(Dataset entries)
-------

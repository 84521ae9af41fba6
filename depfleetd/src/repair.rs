//! Event-driven credential repair.
//!
//! An execution pod can mount its token secret before the trigger's secret
//! write has landed; the mount then fails with a "non-existent secret key"
//! event. Instead of letting the execution retry the mount until its
//! timeout, this listener heals the secret in place: it re-mints (GitHub)
//! or re-selects (Gitea) the credential and writes the missing key. When
//! the credential can never be obtained, the owning execution is cancelled
//! with the reason attached so it stops occupying a concurrency slot.
//!
//! The brittle part, matching the platform's failure-message wording,
//! lives in exactly one place: [`classify_notification`].

use regex::Regex;
use serde_json::json;
use std::sync::{Arc, OnceLock};
use tokio::sync::broadcast::error::RecvError;
use tracing::{debug, error, info, warn};

use depfleet_common::{
    ClusterEvent, CredentialError, ExecutionStatus, LABEL_EXECUTION, LABEL_HOST, LABEL_PLATFORM,
    LABEL_REPOSITORY, ObjectStore, Platform, Pod, StoreError, TOKEN_DATA_KEY,
};
use depfleet_creds::{StaticCredentialSource, TokenIssuer};

use crate::events::EventBus;

// =========================================================================
// Notification classification
// =========================================================================

/// Typed result of classifying a platform notification.
#[derive(Debug, Clone, PartialEq, Eq)]
pub enum NotificationClass {
    /// A pod failed to mount `volume` because the credential key did not
    /// exist yet.
    MissingCredentialKey { volume: String },
    /// Anything else; ignored.
    Irrelevant,
}

fn missing_key_pattern() -> &'static Regex {
    static PATTERN: OnceLock<Regex> = OnceLock::new();
    PATTERN.get_or_init(|| {
        Regex::new(
            r#"MountVolume\.SetUp failed for volume "([^"]+)"\s*:.*references non-existent secret key:\s*(\S+)"#,
        )
        .expect("hard-coded pattern")
    })
}

/// Classify a notification, isolating the failure-message string match.
///
/// Only a `FailedMount` on a pod whose message names the known credential
/// key is relevant; everything else is `Irrelevant`.
pub fn classify_notification(event: &ClusterEvent) -> NotificationClass {
    if event.kind != "Pod" || event.reason != "FailedMount" {
        return NotificationClass::Irrelevant;
    }
    let Some(captures) = missing_key_pattern().captures(&event.message) else {
        return NotificationClass::Irrelevant;
    };
    if &captures[2] != TOKEN_DATA_KEY {
        return NotificationClass::Irrelevant;
    }
    NotificationClass::MissingCredentialKey {
        volume: captures[1].to_string(),
    }
}

// =========================================================================
// Repairer
// =========================================================================

/// What one notification ended up doing.
#[derive(Debug, Clone, Copy, PartialEq, Eq)]
pub enum RepairOutcome {
    /// The missing key was minted and written.
    Repaired,
    /// The key already existed; nothing to do.
    AlreadyPresent,
    /// Irrelevant notification, or a referenced object was already gone.
    Skipped,
    /// Minting failed; the owning execution was cancelled.
    Cancelled,
}

/// Heals token secrets that lost the race against their pod's mount.
pub struct CredentialRepair {
    store: Arc<dyn ObjectStore>,
    issuer: Arc<TokenIssuer>,
    statics: Arc<StaticCredentialSource>,
    events: EventBus,
}

impl CredentialRepair {
    pub fn new(
        store: Arc<dyn ObjectStore>,
        issuer: Arc<TokenIssuer>,
        statics: Arc<StaticCredentialSource>,
        events: EventBus,
    ) -> Self {
        Self {
            store,
            issuer,
            statics,
            events,
        }
    }

    /// Handle one notification. Idempotent: a second identical notification
    /// finds the key present and is a no-op.
    pub async fn handle(&self, event: &ClusterEvent) -> Result<RepairOutcome, StoreError> {
        let volume = match classify_notification(event) {
            NotificationClass::MissingCredentialKey { volume } => volume,
            NotificationClass::Irrelevant => return Ok(RepairOutcome::Skipped),
        };

        // Pod, then secret; either may legitimately be gone already.
        let pod = match self.store.get_pod(&event.namespace, &event.name).await {
            Ok(pod) => pod,
            Err(err) if err.is_not_found() => {
                debug!(pod = %event.name, "pod gone before repair; skipping");
                return Ok(RepairOutcome::Skipped);
            }
            Err(err) => return Err(err),
        };
        let mut secret = match self.store.get_secret(&event.namespace, &volume).await {
            Ok(secret) => secret,
            Err(err) if err.is_not_found() => {
                debug!(secret = %volume, "secret gone before repair; skipping");
                return Ok(RepairOutcome::Skipped);
            }
            Err(err) => return Err(err),
        };

        if secret.data.contains_key(TOKEN_DATA_KEY) {
            debug!(secret = %secret.name, "credential key already present; repair is a no-op");
            return Ok(RepairOutcome::AlreadyPresent);
        }

        match self.resolve_credential(&pod).await {
            Ok(token) => {
                secret.data.insert(TOKEN_DATA_KEY.to_string(), token);
                self.store.update_secret(secret.clone()).await?;
                info!(
                    secret = %secret.name,
                    pod = %pod.name,
                    "repaired missing credential key"
                );
                self.events.emit(
                    "credential_repaired",
                    &json!({ "secret": secret.name, "pod": pod.name }),
                );
                Ok(RepairOutcome::Repaired)
            }
            Err(err) => {
                error!(
                    pod = %pod.name,
                    kind = err.kind(),
                    error = %err,
                    "credential cannot be obtained; cancelling owning execution"
                );
                self.cancel_owning_execution(&pod, &err).await?;
                Ok(RepairOutcome::Cancelled)
            }
        }
    }

    /// Re-mint (GitHub) or re-select (Gitea) the pod's credential, driven
    /// by the labels the trigger stamped onto the pod.
    async fn resolve_credential(&self, pod: &Pod) -> Result<String, CredentialError> {
        let platform = pod
            .labels
            .get(LABEL_PLATFORM)
            .and_then(|value| Platform::from_label(value))
            .ok_or_else(|| {
                CredentialError::MalformedCredential(format!(
                    "pod {} carries no usable platform label",
                    pod.name
                ))
            })?;
        let repository = pod.labels.get(LABEL_REPOSITORY).ok_or_else(|| {
            CredentialError::MalformedCredential(format!(
                "pod {} carries no repository label",
                pod.name
            ))
        })?;

        match platform {
            Platform::Github => {
                let epoch = format!("repair/{}", pod.name);
                let record = self.issuer.token(&epoch, repository).await?;
                Ok(record.token)
            }
            Platform::Gitea => {
                let host = pod.labels.get(LABEL_HOST).ok_or_else(|| {
                    CredentialError::MalformedCredential(format!(
                        "pod {} carries no host label",
                        pod.name
                    ))
                })?;
                let candidate = self.statics.select(host, repository).await?;
                Ok(candidate.secret_value)
            }
        }
    }

    /// Cancel the execution the pod belongs to, attaching the failure
    /// reason, so it stops occupying a concurrency slot. Best-effort: a
    /// missing link label or an already-deleted execution is only logged.
    async fn cancel_owning_execution(
        &self,
        pod: &Pod,
        reason: &CredentialError,
    ) -> Result<(), StoreError> {
        let Some(name) = pod.labels.get(LABEL_EXECUTION) else {
            warn!(pod = %pod.name, "pod carries no execution label; nothing to cancel");
            return Ok(());
        };
        let mut execution = match self.store.get_execution(&pod.namespace, name).await {
            Ok(execution) => execution,
            Err(err) if err.is_not_found() => {
                debug!(execution = %name, "execution gone before cancellation; skipping");
                return Ok(());
            }
            Err(err) => return Err(err),
        };

        if !execution.transition(ExecutionStatus::Cancelled) {
            debug!(
                execution = %execution.name,
                status = %execution.status,
                "execution already terminal; not cancelling"
            );
            return Ok(());
        }
        execution.failure_reason = Some(reason.to_string());
        self.store.update_execution(execution.clone()).await?;
        self.events.emit(
            "execution_cancelled",
            &json!({ "execution": execution.name, "reason": reason.to_string() }),
        );
        Ok(())
    }

    /// Spawn the notification listener.
    pub fn start(self: &Arc<Self>) -> tokio::task::JoinHandle<()> {
        let repair = Arc::clone(self);
        let mut notifications = repair.store.subscribe_events();
        tokio::spawn(async move {
            loop {
                match notifications.recv().await {
                    Ok(event) => match repair.handle(&event).await {
                        Ok(outcome) => debug!(?outcome, pod = %event.name, "repair handled notification"),
                        Err(err) => warn!(error = %err, "repair failed; awaiting next notification"),
                    },
                    Err(RecvError::Lagged(skipped)) => {
                        warn!(skipped, "repair listener lagged behind notifications");
                    }
                    Err(RecvError::Closed) => break,
                }
            }
        })
    }
}

// =========================================================================
// Tests
// =========================================================================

-------

▶ Work to be completed: Go line by line through the data and copy any that contain "FailedMount".

▶ Problem solution:
/// Only a `FailedMount` on a pod whose message names the known credential
    if event.kind != "Pod" || event.reason != "FailedMount" {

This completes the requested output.